Assume the following is our testjob.sbatch script:

#!/bin/bash
#SBATCH --job-name=test_job
#SBATCH --partition normal
#SBATCH --output=test_job_%j.out
#SBATCH --error=test_job_%j.err
#SBATCH --ntasks=1
#SBATCH --comment "instance_type=c6i.xlarge scratch_size=50" 
# Note how we pass SOCA parameters via --comment
# https://awslabs.github.io/scale-out-computing-on-aws-documentation/tutorials/integration-ec2-job-parameters/

echo "Job started on $(date)"
echo "Running on host: $(hostname)"
echo "Working directory: $(pwd)"

sleep 30

echo "Job finished on $(date)"

Load the SLURM shell on EDH and submit a test job to the corporate/local Slurm cluster (non-PCS).
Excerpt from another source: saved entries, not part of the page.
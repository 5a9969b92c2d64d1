use std::path::Path;

use anyhow::{Context, Result};
use lazy_static::lazy_static;
use prometheus::{
    register_gauge, register_gauge_vec, register_int_counter_vec, Encoder, Gauge, GaugeVec,
    IntCounterVec, TextEncoder,
};

lazy_static! {
    pub static ref SOURCE_FETCHES: IntCounterVec = register_int_counter_vec!(
        "iptv_merge_source_fetches_total",
        "Playlist source fetches by outcome",
        &["outcome"]
    )
    .unwrap();
    pub static ref SPEED_PROBES: IntCounterVec = register_int_counter_vec!(
        "iptv_merge_speed_probes_total",
        "Speed test probes by outcome (measured, unusable, error)",
        &["outcome"]
    )
    .unwrap();
    pub static ref HOTEL_ENDPOINT_SPEED: GaugeVec = register_gauge_vec!(
        "iptv_merge_hotel_endpoint_speed_mbps",
        "Final speed score per hotel multicast endpoint in MB/s",
        &["endpoint"]
    )
    .unwrap();
    pub static ref WRITTEN_CHANNELS: Gauge = register_gauge!(
        "iptv_merge_written_channels",
        "Channel lines written in the last playlist pass"
    )
    .unwrap();
}

pub fn gather_metrics() -> Result<String> {
    let mut buffer = Vec::new();
    let encoder = TextEncoder::new();
    let metric_families = prometheus::gather();
    encoder.encode(&metric_families, &mut buffer)?;
    Ok(String::from_utf8(buffer)?)
}

pub async fn write_metrics(path: &Path) -> Result<()> {
    let text = gather_metrics()?;
    tokio::fs::write(path, text)
        .await
        .with_context(|| format!("writing metrics to {}", path.display()))
}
Refer to the first section of this page to deploy your Slurm connector on your EDH environment:

[socaadmin@ip-63-0-113-184 ~]$ edh_slurm-default-soca-poc1
========= SOCA =========
>> SLURM environment loaded, you can now run commands such as sbatch/squeue/srun etc ...
>> SLURM is installed under: /opt/edh/soca-poc1/schedulers/default/slurm
>> Add /bin/soca_slurm-default-soca-poc1 to your .bashrc / .bash_profile to automatically run this script
>> Type exit to close this shell
========================
(soca_slurm) socaadmin@ip-63-0-113-184:~# sbatch testjob.sbatch
Submitted batch job 4

Your job (job ID 4) is now submitted to a remote non-AWS managed Slurm cluster. Here are the steps to automatically burst this job to one of your PCS environments:

# Import custom SOCA library
>>> from utils.datamodels.hpc.scheduler import SocaHpcSchedulerProvider, get_schedulers
>>> from utils.hpc.job_fetcher import SocaHpcJobFetcher

# all_soca_schedulers contains all schedulers registered to the current SOCA environment.
>>> all_soca_schedulers = get_schedulers()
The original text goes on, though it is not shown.